We can in fact ‘trick’ our minds into giving us a far more positive experience, because if you tell it so, it will make it happen. Our subconscious (which is a superpower all of its own, taking up an enormous 90% of mind capacity and being 1 million times more powerful than the conscious) doesn’t know the difference between reality, and what we tell it. Therefore, what we believe and what we tell ourselves, is what we will achieve. It’s the positive version of a self-fulfilling prophecy. 

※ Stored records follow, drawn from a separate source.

use crate::blend::bytes::Cursor;
use crate::blend::{BlendError, Endianness, Result};

/// One field declaration within a [`DnaStruct`]: a pair of indices into
/// the parent [`Dna`]'s `types`/`names` tables.
#[derive(Debug, Clone, Copy)]
pub struct DnaField {
	/// Index into `Dna::types`.
	pub type_index: u16,
	/// Index into `Dna::names`.
	pub name_index: u16,
}

/// One structure definition: its own type index plus an ordered field list.
#[derive(Debug, Clone)]
pub struct DnaStruct {
	/// Index into `Dna::types` naming this structure.
	pub type_index: u16,
	/// Ordered `(type_index, name_index)` field declarations.
	pub fields: Vec<DnaField>,
}

/// Parsed SDNA schema: four parallel tables describing every record
/// layout known to the producer that wrote this file.
#[derive(Debug)]
pub struct Dna {
	/// Raw field declarator strings (e.g. `"*next"`, `"co[3]"`).
	pub names: Vec<Box<str>>,
	/// Type names: primitives (`"float"`, `"int"`, ...) or struct names.
	pub types: Vec<Box<str>>,
	/// Byte size per entry in `types`.
	pub type_sizes: Vec<u16>,
	/// Structure definitions, indexed by "schema index".
	pub structs: Vec<DnaStruct>,
	/// `types` index → `structs` index, for types that are structs.
	pub struct_for_type: Vec<Option<u32>>,
}

impl Dna {
	/// Parse the `DNA1` block payload.
	///
	/// The payload holds four 4-byte-aligned sections in order: `SDNA`+`NAME`
	/// (combined 8-byte header), `TYPE`, `TLEN`, `STRC`. Numeric fields
	/// within the SDNA payload use the file's own endianness.
	pub fn parse(payload: &[u8], endian: Endianness) -> Result<Self> {
		let mut cursor = Cursor::new(payload);

		expect_tag(&mut cursor, *b"SDNA")?;
		expect_tag(&mut cursor, *b"NAME")?;

		let name_count = cursor.read_u32(endian)? as usize;
		let mut names = Vec::with_capacity(name_count);
		for _ in 0..name_count {
			names.push(read_lossy_string(&mut cursor)?);
		}
		cursor.align4()?;

		expect_tag(&mut cursor, *b"TYPE")?;
		let type_count = cursor.read_u32(endian)? as usize;
		let mut types = Vec::with_capacity(type_count);
		for _ in 0..type_count {
			types.push(read_lossy_string(&mut cursor)?);
		}
		cursor.align4()?;

		expect_tag(&mut cursor, *b"TLEN")?;
		let mut type_sizes = Vec::with_capacity(type_count);
		for _ in 0..type_count {
			type_sizes.push(cursor.read_u16(endian)?);
		}
		cursor.align4()?;

		expect_tag(&mut cursor, *b"STRC")?;
		let struct_count = cursor.read_u32(endian)? as usize;
		let mut structs = Vec::with_capacity(struct_count);

		for _ in 0..struct_count {
			let type_index = cursor.read_u16(endian)?;
			check_index("struct.type_index", u32::from(type_index), types.len())?;

			let field_count = cursor.read_u16(endian)? as usize;
			let mut fields = Vec::with_capacity(field_count);
			for _ in 0..field_count {
				let field_type_index = cursor.read_u16(endian)?;
				let field_name_index = cursor.read_u16(endian)?;
				check_index("field.type_index", u32::from(field_type_index), types.len())?;
				check_index("field.name_index", u32::from(field_name_index), names.len())?;
				fields.push(DnaField {
					type_index: field_type_index,
					name_index: field_name_index,
				});
			}

			structs.push(DnaStruct { type_index, fields });
		}

		let mut struct_for_type = vec![None; types.len()];
		for (struct_index, item) in structs.iter().enumerate() {
			struct_for_type[item.type_index as usize] = Some(struct_index as u32);
		}

		Ok(Self {
			names,
			types,
			type_sizes,
			structs,
			struct_for_type,
		})
	}

	/// Look up a structure definition by schema index (its position in `structs`).
	pub fn struct_by_schema_index(&self, schema_index: u32) -> Option<&DnaStruct> {
		self.structs.get(schema_index as usize)
	}

	/// Look up a structure definition by its type name.
	pub fn struct_by_name(&self, name: &str) -> Option<(u32, &DnaStruct)> {
		let type_index = self.types.iter().position(|item| item.as_ref() == name)?;
		let schema_index = self.struct_for_type.get(type_index).copied().flatten()?;
		self.structs.get(schema_index as usize).map(|item| (schema_index, item))
	}

	/// Type name for a `types` index.
	pub fn type_name(&self, type_index: u16) -> &str {
		&self.types[type_index as usize]
	}

	/// Raw field declarator for a `names` index.
	pub fn field_name(&self, name_index: u16) -> &str {
		&self.names[name_index as usize]
	}

	/// Byte size for a `types` index (pointer fields override this at decode time).
	pub fn type_size(&self, type_index: u16) -> u16 {
		self.type_sizes[type_index as usize]
	}
}

fn expect_tag(cursor: &mut Cursor<'_>, expected: [u8; 4]) -> Result<()> {
	let at = cursor.pos();
	let got = cursor.read_code4()?;
	if got != expected {
		return Err(BlendError::BadSchema {
			reason: format!("expected tag {:?} at offset {at}, got {:?}", String::from_utf8_lossy(&expected), String::from_utf8_lossy(&got)),
		});
	}
	Ok(())
}

fn read_lossy_string(cursor: &mut Cursor<'_>) -> Result<Box<str>> {
	let bytes = cursor.read_cstring_bytes()?;
	Ok(String::from_utf8_lossy(bytes).into_owned().into_boxed_str())
}

fn check_index(kind: &'static str, idx: u32, len: usize) -> Result<()> {
	if (idx as usize) >= len {
		return Err(BlendError::BadSchema {
			reason: format!("{kind} out of range: idx={idx}, len={len}"),
		});
	}
	Ok(())
}
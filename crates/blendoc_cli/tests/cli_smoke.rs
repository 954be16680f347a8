#![allow(missing_docs)]

use std::path::PathBuf;
use std::process::Command;

use blendoc_testkit::Test1Fixture;
use serde_json::Value;

fn write_fixture(name: &str) -> PathBuf {
	let mut path = std::env::temp_dir();
	path.push(format!("blendoc_cli_smoke_{name}_{}.blend", std::process::id()));
	std::fs::write(&path, Test1Fixture::build()).expect("fixture writes to disk");
	path
}

fn run_json(args: &[&str]) -> Value {
	let output = Command::new(env!("CARGO_BIN_EXE_blendoc")).args(args).output().expect("command executes");
	assert!(output.status.success(), "command should succeed, stderr: {}", String::from_utf8_lossy(&output.stderr));
	serde_json::from_slice(&output.stdout).expect("stdout should be valid json")
}

#[test]
fn info_json_reports_header_fields() {
	let path = write_fixture("info");
	let json = run_json(&["info", path.to_str().unwrap(), "--json"]);
	assert_eq!(json["pointer_width"], 8);
	assert_eq!(json["endian"], "little");
	assert_eq!(json["version"], "2.77");
	let _ = std::fs::remove_file(path);
}

#[test]
fn structures_json_lists_registered_struct_names() {
	let path = write_fixture("structures");
	let json = run_json(&["structures", path.to_str().unwrap(), "--json"]);
	let names: Vec<String> = serde_json::from_value(json).expect("array of names");
	assert!(names.iter().any(|name| name == "World"));
	let _ = std::fs::remove_file(path);
}

#[test]
fn find_json_resolves_a_named_record() {
	let path = write_fixture("find");
	let json = run_json(&["find", path.to_str().unwrap(), "World", "TestWorld", "--json"]);
	assert_eq!(json["type"], "World");
	assert!(json["fields"]["aodist"].is_number());
	let _ = std::fs::remove_file(path);
}

#[test]
fn find_on_unnameable_type_fails_with_nonzero_exit() {
	let path = write_fixture("unnameable");
	let output = Command::new(env!("CARGO_BIN_EXE_blendoc")).args(["find", path.to_str().unwrap(), "rctf", "x"]).output().expect("command executes");
	assert!(!output.status.success(), "expected a nonzero exit for an unnameable type");
	let _ = std::fs::remove_file(path);
}

#[test]
fn tree_renders_recursive_field_layout() {
	let path = write_fixture("tree");
	let output = Command::new(env!("CARGO_BIN_EXE_blendoc")).args(["tree", path.to_str().unwrap(), "World", "--recursive"]).output().expect("command executes");
	assert!(output.status.success());
	let rendered = String::from_utf8_lossy(&output.stdout);
	assert!(rendered.contains("aodist: float"));
	assert!(rendered.contains("id: ID"));
	let _ = std::fs::remove_file(path);
}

Interestingly, there are also a number of words that the mind fails to process, the most important of which is ‘not.’ For example, if you were to say, “I will not be sad today” (because the media have told me I will because it is Blue Monday), the mind will understand it as “I will be sad today”. Instead we can frame our messages positively: “I choose to be upbeat and happy today”. 

Don’t start your day with a newsfeed almost guaranteed to be negative. The words we use and mentally ingest have a huge impact on our mindset. So if you fill your mind with negative words and stories, that’s what you’re going to see and feel more of.

With me on the whole one specific day being bullsh*t message yet?

If you want to avoid the apparent misery guaranteed to hit on Monday, then here are a few tips for you to turn things around:

  • Choose to feel good before you go to sleep. Tell yourself using positive language that you choose to feel strong/energetic/happy/creative – take your pick!
  • Welcome your day. Don’t hit the snooze button ten times – spring out of bed and say hello to the day. Then repeat your positive messages to yourself from the previous night. 
  • Remind yourself of what your day holds – what’s on that to-do list? List out loud with enthusiasm the items you are going to achieve and express gratitude for having the opportunity to achieve them. 

Alternatively, turn off the alarm, don’t open the curtains, and just snooze Blue Monday away. There is always Tuesday!